Android supply AnimationDrawable to display the frame animation, but which have some pitfalls, for example, AnimationDrawable always load all the children drawable at the loading time, this can take too much memory sometimes
In this article, I demonstrate how to use the vector image to improve the frame animation performance
Use Adobe Illustrator or Vector Magic to convert the raster(png/bitmap/jpg) image to vector image (svg), then import to Android Studio or use some online tool to convert the svg file to Android vector xml drawable
VectorDrawable has a big issue. The initial loading of a vector graphic can cost more CPU cycles than the corresponding raster image. Afterward, memory use and performance are similar between the two. We recommend that you limit a vector image to a maximum of 200 x 200 dp; otherwise, it can take too long to draw.

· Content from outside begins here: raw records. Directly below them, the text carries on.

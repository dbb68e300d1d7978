//! FIFO Tracker Module
//!
//! Evicts in insertion order; reads never reorder.

use crate::cache::arena::{EntryArena, EntryId};
use crate::cache::policy::{EvictionPolicy, EvictionStructure, OrderList};

/// Insertion-ordered list: newest at the front, oldest at the back.
#[derive(Debug, Default)]
pub struct FifoTracker {
    order: OrderList,
}

impl FifoTracker {
    pub fn new() -> Self {
        Self::default()
    }
}

impl EvictionStructure for FifoTracker {
    fn kind(&self) -> EvictionPolicy {
        EvictionPolicy::Fifo
    }

    fn on_insert(&mut self, arena: &mut EntryArena, id: EntryId) {
        self.order.push_front(arena, id);
    }

    fn on_access(&mut self, _arena: &mut EntryArena, _id: EntryId) {}

    fn select_victim(&mut self, _arena: &mut EntryArena, _now: u64) -> Option<EntryId> {
        self.order.back()
    }

    fn on_remove(&mut self, arena: &mut EntryArena, id: EntryId) {
        self.order.unlink(arena, id);
    }

    fn len(&self) -> usize {
        self.order.len()
    }

    fn tracked(&self, arena: &EntryArena) -> Vec<EntryId> {
        self.order.iter(arena).collect()
    }
}
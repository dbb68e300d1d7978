//! Entry Arena Module
//!
//! Owns every live `Entry` and hands out stable `EntryId` handles. The key
//! index and the eviction structures store these ids, never entry copies.

use crate::cache::entry::Entry;

/// Stable handle to an entry slot.
#[derive(Debug, Clone, Copy, PartialEq, Eq, PartialOrd, Ord, Hash)]
pub struct EntryId(pub(crate) usize);

impl EntryId {
    pub fn index(self) -> usize {
        self.0
    }
}

/// Slot storage for entries with free-list reuse.
#[derive(Debug, Default)]
pub struct EntryArena {
    slots: Vec<Option<Entry>>,
    free_list: Vec<usize>,
    len: usize,
}

impl EntryArena {
    pub fn new() -> Self {
        Self::default()
    }

    pub fn with_capacity(capacity: usize) -> Self {
        Self {
            slots: Vec::with_capacity(capacity),
            free_list: Vec::new(),
            len: 0,
        }
    }

    pub fn insert(&mut self, entry: Entry) -> EntryId {
        let idx = if let Some(idx) = self.free_list.pop() {
            self.slots[idx] = Some(entry);
            idx
        } else {
            self.slots.push(Some(entry));
            self.slots.len() - 1
        };
        self.len += 1;
        EntryId(idx)
    }

    pub fn remove(&mut self, id: EntryId) -> Option<Entry> {
        let entry = self.slots.get_mut(id.0)?.take()?;
        self.free_list.push(id.0);
        self.len -= 1;
        Some(entry)
    }

    pub fn get(&self, id: EntryId) -> Option<&Entry> {
        self.slots.get(id.0).and_then(|slot| slot.as_ref())
    }

    pub fn get_mut(&mut self, id: EntryId) -> Option<&mut Entry> {
        self.slots.get_mut(id.0).and_then(|slot| slot.as_mut())
    }

    pub fn contains(&self, id: EntryId) -> bool {
        self.get(id).is_some()
    }

    pub fn len(&self) -> usize {
        self.len
    }

    pub fn is_empty(&self) -> bool {
        self.len == 0
    }

    pub fn iter(&self) -> impl Iterator<Item = (EntryId, &Entry)> {
        self.slots
            .iter()
            .enumerate()
            .filter_map(|(idx, slot)| slot.as_ref().map(|entry| (EntryId(idx), entry)))
    }
}
//! Order List Module
//!
//! Doubly linked list threaded through the `prev`/`next` fields of entries
//! in an `EntryArena`. The list owns only its head, tail and length; the
//! links live in the entries, so an entry can sit in at most one list.
//!
//! ```text
//!   head ─► [id_3] ◄──► [id_2] ◄──► [id_1] ◄── tail
//! ```
//!
//! All link operations are O(1). Walking uses `EntryId`s, so removal of
//! an entry never invalidates the handles of its neighbours.

use std::iter;

use crate::cache::arena::{EntryArena, EntryId};

#[derive(Debug, Default)]
pub struct OrderList {
    head: Option<EntryId>,
    tail: Option<EntryId>,
    len: usize,
}

impl OrderList {
    pub fn new() -> Self {
        Self::default()
    }

    pub fn len(&self) -> usize {
        self.len
    }

    pub fn is_empty(&self) -> bool {
        self.len == 0
    }

    pub fn front(&self) -> Option<EntryId> {
        self.head
    }

    pub fn back(&self) -> Option<EntryId> {
        self.tail
    }

    pub fn push_front(&mut self, arena: &mut EntryArena, id: EntryId) {
        let old_head = self.head;
        let Some(entry) = arena.get_mut(id) else {
            return;
        };
        entry.prev = None;
        entry.next = old_head;

        match old_head.and_then(|head| arena.get_mut(head)) {
            Some(head) => head.prev = Some(id),
            None => self.tail = Some(id),
        }
        self.head = Some(id);
        self.len += 1;
    }

    pub fn push_back(&mut self, arena: &mut EntryArena, id: EntryId) {
        let old_tail = self.tail;
        let Some(entry) = arena.get_mut(id) else {
            return;
        };
        entry.prev = old_tail;
        entry.next = None;

        match old_tail.and_then(|tail| arena.get_mut(tail)) {
            Some(tail) => tail.next = Some(id),
            None => self.head = Some(id),
        }
        self.tail = Some(id);
        self.len += 1;
    }

    /// Detaches `id`; returns false if it is not linked into this list.
    pub fn unlink(&mut self, arena: &mut EntryArena, id: EntryId) -> bool {
        let Some(entry) = arena.get(id) else {
            return false;
        };
        let (prev, next) = (entry.prev, entry.next);
        if (prev.is_none() && self.head != Some(id)) || (next.is_none() && self.tail != Some(id))
        {
            return false;
        }

        match prev.and_then(|p| arena.get_mut(p)) {
            Some(prev_entry) => prev_entry.next = next,
            None => self.head = next,
        }
        match next.and_then(|n| arena.get_mut(n)) {
            Some(next_entry) => next_entry.prev = prev,
            None => self.tail = prev,
        }
        if let Some(entry) = arena.get_mut(id) {
            entry.prev = None;
            entry.next = None;
        }
        self.len -= 1;
        true
    }

    pub fn move_to_front(&mut self, arena: &mut EntryArena, id: EntryId) {
        if self.head == Some(id) {
            return;
        }
        if self.unlink(arena, id) {
            self.push_front(arena, id);
        }
    }

    pub fn next_of(&self, arena: &EntryArena, id: EntryId) -> Option<EntryId> {
        arena.get(id).and_then(|entry| entry.next)
    }

    pub fn prev_of(&self, arena: &EntryArena, id: EntryId) -> Option<EntryId> {
        arena.get(id).and_then(|entry| entry.prev)
    }

    /// Front to back.
    pub fn iter<'a>(&self, arena: &'a EntryArena) -> impl Iterator<Item = EntryId> + 'a {
        iter::successors(self.head, move |id| arena.get(*id).and_then(|entry| entry.next))
    }

    /// Back to front.
    pub fn iter_rev<'a>(&self, arena: &'a EntryArena) -> impl Iterator<Item = EntryId> + 'a {
        iter::successors(self.tail, move |id| arena.get(*id).and_then(|entry| entry.prev))
    }
}
//! LRU Tracker Module
//!
//! Implements Least Recently Used tracking for cache eviction.

use crate::cache::arena::{EntryArena, EntryId};
use crate::cache::policy::{EvictionPolicy, EvictionStructure, OrderList};

// == LRU Tracker ==
/// Tracks access order for LRU eviction strategy.
///
/// Entries are linked into an `OrderList` where:
/// - Front = Most recently used
/// - Back = Least recently used
///
/// Victim selection prefers, in order: any expired entry (scanning from the
/// back), then the coldest entry at or below `frequency_threshold` accesses
/// when the back entry is hotter than that, then the back entry.
#[derive(Debug, Default)]
pub struct LruTracker {
    order: OrderList,
    frequency_threshold: Option<u32>,
}

impl LruTracker {
    // == Constructor ==
    pub fn new(frequency_threshold: Option<u32>) -> Self {
        Self {
            order: OrderList::new(),
            frequency_threshold,
        }
    }

    // == Peek Oldest ==
    /// Returns the least recently used entry without removing it.
    pub fn peek_oldest(&self) -> Option<EntryId> {
        self.order.back()
    }

    fn find_expired(&self, arena: &EntryArena, now: u64) -> Option<EntryId> {
        self.order
            .iter_rev(arena)
            .find(|id| arena.get(*id).is_some_and(|entry| entry.is_expired_at(now)))
    }

    fn find_cold(&self, arena: &EntryArena, threshold: u32) -> Option<EntryId> {
        self.order
            .iter_rev(arena)
            .find(|id| arena.get(*id).is_some_and(|entry| entry.access_count <= threshold))
    }
}

impl EvictionStructure for LruTracker {
    fn kind(&self) -> EvictionPolicy {
        EvictionPolicy::Lru
    }

    fn on_insert(&mut self, arena: &mut EntryArena, id: EntryId) {
        self.order.push_front(arena, id);
    }

    // == Touch ==
    fn on_access(&mut self, arena: &mut EntryArena, id: EntryId) {
        if let Some(entry) = arena.get_mut(id) {
            entry.access_count = entry.access_count.saturating_add(1);
        }
        self.order.move_to_front(arena, id);
    }

    // == Evict Oldest ==
    fn select_victim(&mut self, arena: &mut EntryArena, now: u64) -> Option<EntryId> {
        if let Some(expired) = self.find_expired(arena, now) {
            return Some(expired);
        }

        let oldest = self.order.back()?;
        if let Some(threshold) = self.frequency_threshold {
            let hot = arena
                .get(oldest)
                .is_some_and(|entry| entry.access_count > threshold);
            if hot {
                if let Some(cold) = self.find_cold(arena, threshold) {
                    return Some(cold);
                }
            }
        }
        Some(oldest)
    }

    fn on_remove(&mut self, arena: &mut EntryArena, id: EntryId) {
        self.order.unlink(arena, id);
    }

    fn len(&self) -> usize {
        self.order.len()
    }

    fn tracked(&self, arena: &EntryArena) -> Vec<EntryId> {
        self.order.iter(arena).collect()
    }
}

Use svg-android-2 to convert the SVG file to PictureDrawable. But to use in Android resource, we can use Picture.writeToStream
Loading time | Memory | Render CPU | Render Size Aware | |
---|---|---|---|---|
PNG Animation | High | High | Low | No |
Vector Animation | High | High | Low | Yes |
SVG Binary Animation | Low | Low | High | No |
Render Size Aware: whether the memory consumption change with the render size
Android Studio Profiler Snapshot
Tips:
- SVG Binary not always a good option for all image, only good for computer-generated but bad for camera-generated image
- To lower the cpu & memory consumption, you should better use the original vector image file from Adobe Illustrator or other vector editor, avoid to use the vector image file converted from raster image file
- AnimatedVectorDrawable is property animation not frame animation.